[Opening Given data section]

//! Field merge and acceptance.
//!
//! Every schema field starts out null. The base contract's stated terms are
//! applied first, then each step of the merge plan in order; a later
//! document overrides a field only where it states a value. Every value
//! remembers which document supplied it and at what confidence.

use std::collections::BTreeMap;

use chrono::NaiveDate;
use offerchain_core::{FieldSchema, TermValue, TimelineEvent};
use serde::Serialize;

use crate::counter::{DocumentUnits, MergeStep, Party, StatedTerms};
use crate::log::{ReconcileLog, Stage};

#[derive(Debug, Clone, Default, PartialEq, Serialize)]
pub struct FinalTerms {
    /// One entry per schema field; `Null` where no document states a value.
    pub fields: BTreeMap<String, TermValue>,
    pub timeline_events_structured: BTreeMap<String, TimelineEvent>,
    /// Document label that supplied each non-null field.
    pub sources: BTreeMap<String, String>,
    pub event_sources: BTreeMap<String, String>,
    pub field_confidence: BTreeMap<String, f64>,
    pub event_confidence: BTreeMap<String, f64>,
}

impl FinalTerms {
    fn for_schema(schema: &FieldSchema) -> Self {
        Self {
            fields: schema
                .iter()
                .map(|spec| (spec.name.clone(), TermValue::Null))
                .collect(),
            ..Default::default()
        }
    }

    /// Non-null value of `name`.
    pub fn get(&self, name: &str) -> Option<&TermValue> {
        self.fields.get(name).filter(|v| !v.is_null())
    }

    /// Add a structured event computed after merge.
    pub fn add_event(&mut self, event: TimelineEvent, source: &str, confidence: f64) {
        self.event_sources.insert(event.key.clone(), source.to_string());
        self.event_confidence.insert(event.key.clone(), confidence);
        self.timeline_events_structured
            .insert(event.key.clone(), event);
    }

    /// Write a value computed after merge.
    pub fn set(&mut self, name: &str, value: TermValue, source: &str, confidence: f64) {
        self.fields.insert(name.to_string(), value);
        self.sources.insert(name.to_string(), source.to_string());
        self.field_confidence.insert(name.to_string(), confidence);
    }
}

/// One field value replaced during merge.
#[derive(Debug, Clone, PartialEq, Serialize)]
pub struct FieldChange {
    pub field: String,
    pub source: String,
    pub previous: TermValue,
    pub value: TermValue,
}

#[derive(Debug, Clone, PartialEq, Serialize)]
pub struct MergeOutcome {
    pub terms: FinalTerms,
    pub changes: Vec<FieldChange>,
    /// Labels of every applied document, in application order.
    pub applied: Vec<String>,
    /// Base contract followed by the applied counter offers.
    pub chain: String,
    /// Lowest overall score among the extractions that were applied.
    pub overall_confidence: f64,
}

struct Merger {
    terms: FinalTerms,
    changes: Vec<FieldChange>,
    applied: Vec<String>,
    overall: Option<f64>,
}

impl Merger {
    fn apply(&mut self, label: &str, stated: &StatedTerms) {
        for (name, value) in &stated.fields {
            let previous = self
                .terms
                .fields
                .insert(name.clone(), value.clone())
                .unwrap_or(TermValue::Null);
            if previous != *value {
                self.changes.push(FieldChange {
                    field: name.clone(),
                    source: label.to_string(),
                    previous,
                    value: value.clone(),
                });
            }
            self.terms.sources.insert(name.clone(), label.to_string());
            self.terms
                .field_confidence
                .insert(name.clone(), stated.confidence_for(name));
        }
        for (key, event) in &stated.events {
            self.terms
                .timeline_events_structured
                .insert(key.clone(), event.clone());
            self.terms
                .event_sources
                .insert(key.clone(), label.to_string());
            self.terms
                .event_confidence
                .insert(key.clone(), stated.confidence_for(key));
        }
        if let Some(score) = stated.overall {
            self.overall = Some(self.overall.map_or(score, |o| o.min(score)));
        }
        self.applied.push(label.to_string());
    }
}

pub fn merge_terms(
    schema: &FieldSchema,
    units: &DocumentUnits,
    log: &mut ReconcileLog,
) -> MergeOutcome {
    let base_label = units.base.label();
    let mut merger = Merger {
        terms: FinalTerms::for_schema(schema),
        changes: Vec::new(),
        applied: Vec::new(),
        overall: None,
    };
    merger.apply(&base_label, &units.base.terms);

    let mut chain = vec![base_label];
    for step in units.merge_plan() {
        match step {
            MergeStep::Counter(i) => {
                let counter = &units.counters[i];
                let label = counter.label();
                merger.apply(&label, &counter.modified);
                chain.push(label);
            }
            MergeStep::Addendum(i) => {
                let addendum = &units.addenda[i];
                merger.apply(&addendum.label, &addendum.modified);
            }
        }
    }

    for change in merger.changes.iter().filter(|c| !c.previous.is_null()) {
        log.info(
            Stage::Merge,
            format!(
                "{}: {} -> {} ({})",
                change.field, change.previous, change.value, change.source
            ),
        );
    }

    MergeOutcome {
        terms: merger.terms,
        changes: merger.changes,
        applied: merger.applied,
        chain: chain.join(" → "),
        overall_confidence: merger.overall.unwrap_or(0.0),
    }
}

// ── Acceptance ──

#[derive(Debug, Clone, PartialEq, Serialize)]
pub struct AcceptanceDecision {
    pub date: NaiveDate,
    /// Document whose signature completed the agreement.
    pub decided_by: String,
    pub signed_by: Party,
    pub page: u32,
    pub confidence: f64,
}

/// Acceptance date of the agreement.
///
/// The highest-numbered valid counter with a known issuer decides it: the
/// other party's latest signature on that counter completes the agreement.
/// Without such a counter, the later of the base contract's buyer and seller
/// signatures is used, and both must be present.
pub fn determine_acceptance(units: &DocumentUnits) -> Option<AcceptanceDecision> {
    let deciding = units.acceptance_candidates().max_by(|a, b| {
        a.number
            .cmp(&b.number)
            .then_with(|| a.latest_signature().cmp(&b.latest_signature()))
            .then_with(|| a.first_page().cmp(&b.first_page()))
    });

    if let Some(counter) = deciding {
        let (signed_by, signature) = match counter.counter_type.origin()? {
            Party::Buyer => (Party::Seller, counter.seller_signature?),
            Party::Seller => (Party::Buyer, counter.buyer_signature?),
        };
        return Some(AcceptanceDecision {
            date: signature.date,
            decided_by: counter.label(),
            signed_by,
            page: signature.page,
            confidence: signature.confidence,
        });
    }

    let buyer = units.base.buyer_signature?;
    let seller = units.base.seller_signature?;
    let (signed_by, signature) = if seller.date >= buyer.date {
        (Party::Seller, seller)
    } else {
        (Party::Buyer, buyer)
    };
    Some(AcceptanceDecision {
        date: signature.date,
        decided_by: units.base.label(),
        signed_by,
        page: signature.page,
        confidence: signature.confidence,
    })
}
//! Wire formats of the upstream providers (OCR, page labelling, field
//! extraction) and the packet that bundles them.
//!
//! These are deserialised as-is; [`DocumentExtraction::parse`] type-checks an
//! extraction against the field schema. Page labels are validated by the
//! classifier, which owns their enum sets.

use std::collections::BTreeMap;

use serde::{Deserialize, Serialize};
use serde_json::Value;

use crate::error::ReconcileError;
use crate::schema::FieldSchema;
use crate::terms::TermValue;
use crate::timeline::{RawTimelineEvent, TimelineEvent};

pub const EXTRACTION_PROVIDER: &str = "extraction";

/// Everything the core needs for one transaction packet.
#[derive(Debug, Clone, Serialize, Deserialize)]
pub struct PacketInput {
    pub declared_page_count: usize,
    /// OCR markdown per page, in page order.
    pub page_texts: Vec<String>,
    #[serde(default)]
    pub page_labels: Option<PageLabelResult>,
    #[serde(default)]
    pub extractions: Vec<DocumentExtraction>,
}

/// Output of the LLM page-labelling pass.
#[derive(Debug, Clone, Serialize, Deserialize)]
pub struct PageLabelResult {
    pub page_count: usize,
    /// One slot per page; `null` means the service offered no label.
    pub pages: Vec<Option<PageLabel>>,
}

/// One page label. Every field is optional; `null` falls back to the
/// heuristic value.
#[derive(Debug, Clone, Default, Serialize, Deserialize)]
pub struct PageLabel {
    #[serde(default)]
    pub form_code: Option<String>,
    #[serde(default)]
    pub role: Option<String>,
    #[serde(default)]
    pub content_category: Option<String>,
    #[serde(default)]
    pub has_filled_fields: Option<bool>,
    #[serde(default)]
    pub confidence: Option<f64>,
    #[serde(default)]
    pub buyer_signature_dates: Option<Vec<String>>,
    #[serde(default)]
    pub seller_signature_dates: Option<Vec<String>>,
    #[serde(default)]
    pub title_snippet: Option<String>,
    #[serde(default)]
    pub counter_number: Option<u32>,
}

#[derive(Debug, Clone, Default, Serialize, Deserialize)]
pub struct ExtractionConfidence {
    pub overall: f64,
    #[serde(default)]
    pub fields: BTreeMap<String, f64>,
}

/// Field extraction for one document (or one critical-page set).
#[derive(Debug, Clone, Serialize, Deserialize)]
pub struct DocumentExtraction {
    /// Pages this extraction was produced from. The first page decides which
    /// document unit it belongs to.
    pub pages: Vec<u32>,
    #[serde(default)]
    pub fields: BTreeMap<String, Value>,
    pub confidence: ExtractionConfidence,
    #[serde(default)]
    pub timeline_events: Vec<RawTimelineEvent>,
}

/// A schema-checked extraction. `fields` holds only explicitly stated values.
#[derive(Debug, Clone, PartialEq)]
pub struct ParsedExtraction {
    pub pages: Vec<u32>,
    pub fields: BTreeMap<String, TermValue>,
    pub overall_confidence: f64,
    pub field_confidence: BTreeMap<String, f64>,
    pub timeline_events: BTreeMap<String, TimelineEvent>,
}

impl ParsedExtraction {
    pub fn first_page(&self) -> u32 {
        self.pages[0]
    }

    /// Per-field score, falling back to the document's overall score.
    pub fn confidence_for(&self, name: &str) -> f64 {
        self.field_confidence
            .get(name)
            .copied()
            .unwrap_or(self.overall_confidence)
    }
}

impl DocumentExtraction {
    /// Type-check against `schema`. Any violation fails the whole extraction;
    /// nothing is defaulted.
    pub fn parse(
        &self,
        schema: &FieldSchema,
        page_count: usize,
    ) -> Result<ParsedExtraction, ReconcileError> {
        let fail = |detail: String| ReconcileError::schema(EXTRACTION_PROVIDER, detail);

        if self.pages.is_empty() {
            return Err(fail("extraction lists no pages".into()));
        }
        if let Some(&bad) = self
            .pages
            .iter()
            .find(|&&p| p == 0 || p as usize > page_count)
        {
            return Err(fail(format!("page {bad} outside 1..={page_count}")));
        }

        check_score("overall", self.confidence.overall).map_err(fail)?;

        let mut fields = BTreeMap::new();
        for (name, raw) in &self.fields {
            let spec = schema
                .get(name)
                .ok_or_else(|| fail(format!("unknown field {name:?}")))?;
            let value =
                TermValue::from_json(spec.kind, raw).map_err(|e| fail(format!("{name}: {e}")))?;
            if !value.is_null() {
                fields.insert(name.clone(), value);
            }
        }

        let mut timeline_events = BTreeMap::new();
        for raw in &self.timeline_events {
            let event = TimelineEvent::try_from(raw.clone()).map_err(fail)?;
            if timeline_events.contains_key(&event.key) {
                return Err(fail(format!("duplicate timeline event {:?}", event.key)));
            }
            timeline_events.insert(event.key.clone(), event);
        }

        for (name, &score) in &self.confidence.fields {
            if schema.get(name).is_none() && !timeline_events.contains_key(name) {
                return Err(fail(format!("confidence for unknown field {name:?}")));
            }
            check_score(name, score).map_err(fail)?;
        }

        Ok(ParsedExtraction {
            pages: self.pages.clone(),
            fields,
            overall_confidence: self.confidence.overall,
            field_confidence: self.confidence.fields.clone(),
            timeline_events,
        })
    }
}

/// Confidence scores are percentages.
pub fn check_score(name: &str, score: f64) -> Result<(), String> {
    if score.is_finite() && (0.0..=100.0).contains(&score) {
        Ok(())
    } else {
        Err(format!("confidence {name} = {score} outside 0..=100"))
    }
}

[Closing Given data section]

__Task details__.
What lines in the data above contain the word "DocumentUnits"? Show them all.

__Solution to the problem__.
use crate::counter::{DocumentUnits, MergeStep, Party, StatedTerms};
    units: &DocumentUnits,
pub fn determine_acceptance(units: &DocumentUnits) -> Option<AcceptanceDecision> {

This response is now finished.